Um capitão, os generais… e o golpe
Jaime Cesar Coelho
[Alberto Giacometti]
[Alberto Giacometti]
As pesquisas mostram um dado importante, que contradiz opiniões que para mim sempre foram autocentradas e equivocadas. Equívocos, aliás, que nos levaram à grande derrota histórica que sofremos recentemente para a extrema-direita. As pesquisas mostram um bolsonarismo vitorioso na batalha da comunicação, mostram que as crises e ataques contra Bolsonaro foram revertidos em números positivos para ele, o que faz crer que a velocidade e a abrangência das respostas das redes bolsonaristas tem sido efetivas e eficazes. As pesquisas desdizem as afirmações reiteradas dos institutos próximos ao petismo de que o bolsonarismo estava crescentemente isolado e que o antipetismo era residual, que não passava de algo como 10% da população.

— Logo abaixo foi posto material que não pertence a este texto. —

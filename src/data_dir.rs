use std::path::{Path, PathBuf};

use crate::error::{Error, Result};

/// Filesystem layout for one docpipe session.
///
/// Owned by the caller and passed down explicitly, so two sessions with
/// different roots never share store or audio state.
#[derive(Debug, Clone)]
pub struct DataDir {
    root: PathBuf,
}

impl DataDir {
    /// Resolve the data directory from, in order of priority:
    /// 1. An explicit path (from --data-dir)
    /// 2. The DOCPIPE_DATA_DIR environment variable
    /// 3. The XDG data directory (~/.local/share/docpipe/)
    pub fn resolve(explicit: Option<&Path>) -> Result<Self> {
        let root = if let Some(path) = explicit {
            path.to_path_buf()
        } else if let Ok(val) = std::env::var("DOCPIPE_DATA_DIR") {
            PathBuf::from(val)
        } else {
            xdg::BaseDirectories::with_prefix("docpipe")
                .get_data_home()
                .ok_or_else(|| {
                    Error::Config(
                        "could not determine XDG data home directory".into(),
                    )
                })?
        };

        std::fs::create_dir_all(&root)
            .map_err(|_| Error::DataDir(root.clone()))?;

        Ok(Self { root })
    }

    pub fn root(&self) -> &Path {
        &self.root
    }

    /// Directory holding the on-disk search index for one index name.
    pub fn index_dir(&self, index_name: &str) -> Result<PathBuf> {
        let path = self.root.join("indexes").join(index_name);
        std::fs::create_dir_all(&path)
            .map_err(|_| Error::DataDir(path.clone()))?;
        Ok(path)
    }

    /// Embedding database file for one index name.
    pub fn embeddings_db(&self, index_name: &str) -> Result<PathBuf> {
        let dir = self.root.join("embeddings");
        std::fs::create_dir_all(&dir)
            .map_err(|_| Error::DataDir(dir.clone()))?;
        Ok(dir.join(format!("{index_name}.redb")))
    }

    /// Directory for synthesized audio artifacts. Transient working state.
    pub fn audio_dir(&self) -> Result<PathBuf> {
        let path = self.root.join("audio");
        std::fs::create_dir_all(&path)
            .map_err(|_| Error::DataDir(path.clone()))?;
        Ok(path)
    }

    /// Delete and recreate the transient artifact directories.
    ///
    /// Runs on every pipeline rebuild; indexed data is left alone.
    pub fn reset_transient(&self) -> Result<()> {
        let audio = self.root.join("audio");
        if audio.exists() {
            std::fs::remove_dir_all(&audio)?;
        }
        std::fs::create_dir_all(&audio)
            .map_err(|_| Error::DataDir(audio.clone()))?;
        Ok(())
    }
}
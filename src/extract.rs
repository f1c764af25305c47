//! Input extraction collaborators: turn uploaded files and URLs into plain
//! text ready for indexing.
//!
//! Plain text and CSV are handled natively. PDF, image, and audio inputs go
//! through pluggable transcriber hooks; without a registered hook they fail
//! as [`Error::UnsupportedInputType`], which callers recover from by
//! dropping the record at the boundary.

use std::collections::HashMap;

use crate::error::{Error, Result};

/// Converts one binary payload (scan, recording, PDF) into text.
pub trait Transcriber: Send + Sync {
    fn transcribe(&self, bytes: &[u8]) -> Result<String>;
}

/// Media-type dispatching text extractor.
#[derive(Default)]
pub struct TextExtractor {
    pdf: Option<Box<dyn Transcriber>>,
    image: Option<Box<dyn Transcriber>>,
    audio: Option<Box<dyn Transcriber>>,
}

impl TextExtractor {
    pub fn new() -> Self {
        Self::default()
    }

    pub fn with_pdf_transcriber(mut self, t: Box<dyn Transcriber>) -> Self {
        self.pdf = Some(t);
        self
    }

    pub fn with_image_transcriber(mut self, t: Box<dyn Transcriber>) -> Self {
        self.image = Some(t);
        self
    }

    pub fn with_audio_transcriber(mut self, t: Box<dyn Transcriber>) -> Self {
        self.audio = Some(t);
        self
    }

    /// Extract plain text from a file's bytes, dispatching on media type.
    pub fn extract_text_from_file(
        &self,
        bytes: &[u8],
        media_type: &str,
    ) -> Result<String> {
        match media_type {
            "text/plain" => {
                let text = std::str::from_utf8(bytes).map_err(|e| {
                    Error::Config(format!("text file is not valid UTF-8: {e}"))
                })?;
                Ok(text.to_string())
            }
            "text/csv" => extract_csv_text(bytes),
            "application/pdf" => self.run_hook(&self.pdf, bytes, media_type),
            t if t.starts_with("image/") => {
                self.run_hook(&self.image, bytes, media_type)
            }
            t if t.starts_with("audio/") => {
                self.run_hook(&self.audio, bytes, media_type)
            }
            other => Err(Error::UnsupportedInputType {
                media_type: other.to_string(),
            }),
        }
    }

    /// Boundary variant: unsupported inputs are dropped with a warning
    /// instead of failing the whole batch. Other errors still propagate.
    pub fn extract_or_skip(
        &self,
        bytes: &[u8],
        media_type: &str,
    ) -> Result<Option<String>> {
        match self.extract_text_from_file(bytes, media_type) {
            Ok(text) => Ok(Some(text)),
            Err(Error::UnsupportedInputType { media_type }) => {
                tracing::warn!(%media_type, "dropping unsupported input");
                Ok(None)
            }
            Err(e) => Err(e),
        }
    }

    fn run_hook(
        &self,
        hook: &Option<Box<dyn Transcriber>>,
        bytes: &[u8],
        media_type: &str,
    ) -> Result<String> {
        match hook {
            Some(t) => t.transcribe(bytes),
            None => Err(Error::UnsupportedInputType {
                media_type: media_type.to_string(),
            }),
        }
    }
}

/// Extract the text content of a CSV payload.
///
/// Only string-typed columns contribute: a column where every non-empty data
/// cell parses as a number is considered numeric and dropped entirely, as
/// are the header names. A fully numeric sheet yields empty text.
fn extract_csv_text(bytes: &[u8]) -> Result<String> {
    let mut reader = csv::ReaderBuilder::new()
        .has_headers(true)
        .flexible(true)
        .from_reader(bytes);

    let mut rows: Vec<csv::StringRecord> = Vec::new();
    for record in reader.records() {
        rows.push(record?);
    }
    if rows.is_empty() {
        return Ok(String::new());
    }

    let columns = rows.iter().map(|r| r.len()).max().unwrap_or(0);
    let keep: Vec<bool> = (0..columns)
        .map(|col| !column_is_numeric(&rows, col))
        .collect();

    let mut lines = Vec::new();
    for row in &rows {
        let cells: Vec<&str> = row
            .iter()
            .enumerate()
            .filter(|(col, cell)| keep[*col] && !cell.trim().is_empty())
            .map(|(_, cell)| cell)
            .collect();
        if !cells.is_empty() {
            lines.push(cells.join(" "));
        }
    }

    Ok(lines.join("\n"))
}

fn column_is_numeric(rows: &[csv::StringRecord], col: usize) -> bool {
    let mut saw_value = false;
    for row in rows {
        let Some(cell) = row.get(col) else { continue };
        let cell = cell.trim();
        if cell.is_empty() {
            continue;
        }
        if cell.parse::<f64>().is_err() {
            return false;
        }
        saw_value = true;
    }
    saw_value
}

/// Fetches the readable article text behind a URL.
pub trait ArticleFetcher: Send + Sync {
    fn fetch(&self, url: &str) -> Result<String>;
}

/// URL extractor with per-instance memoization: each URL is fetched at most
/// once for the extractor's lifetime.
pub struct UrlExtractor {
    fetcher: Box<dyn ArticleFetcher>,
    cache: HashMap<String, String>,
}

impl UrlExtractor {
    pub fn new(fetcher: Box<dyn ArticleFetcher>) -> Self {
        Self {
            fetcher,
            cache: HashMap::new(),
        }
    }

    pub fn extract(&mut self, url: &str) -> Result<String> {
        if let Some(text) = self.cache.get(url) {
            return Ok(text.clone());
        }
        let text = self.fetcher.fetch(url)?;
        self.cache.insert(url.to_string(), text.clone());
        Ok(text)
    }
}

Tremendo erro de avaliação. O antipetismo é amplo e tem matizes. Parte dele pode ser revertido e parte não. O que não podemos é aceitar a cômoda ideia de que o antipetismo se confunde com a parte que não será revertida, ou seja, com aquele núcleo de extrema-direita que se organiza em torno do bolsonarismo, mas não só, também dos setores hoje dominantes nas forças armadas e na sociedade civil. Aliás, é bom não subestimar estes setores, pois muitos dos seus membros estão em postos de autoridade no aparato estatal: polícias, judiciário e carreiras típicas de Estado como fiscalização fazendária. Embora minoritário em termos estatísticos, este setor não pode ser confundido com as figuras irracionais e bizarras que muitas vezes os representam. Basta olhar para Moro, para Heleno. Longe de representarem figuras bizarras, são representativos de uma extrema-direita com poder de mando, e, no primeiro caso, com grande apoio popular.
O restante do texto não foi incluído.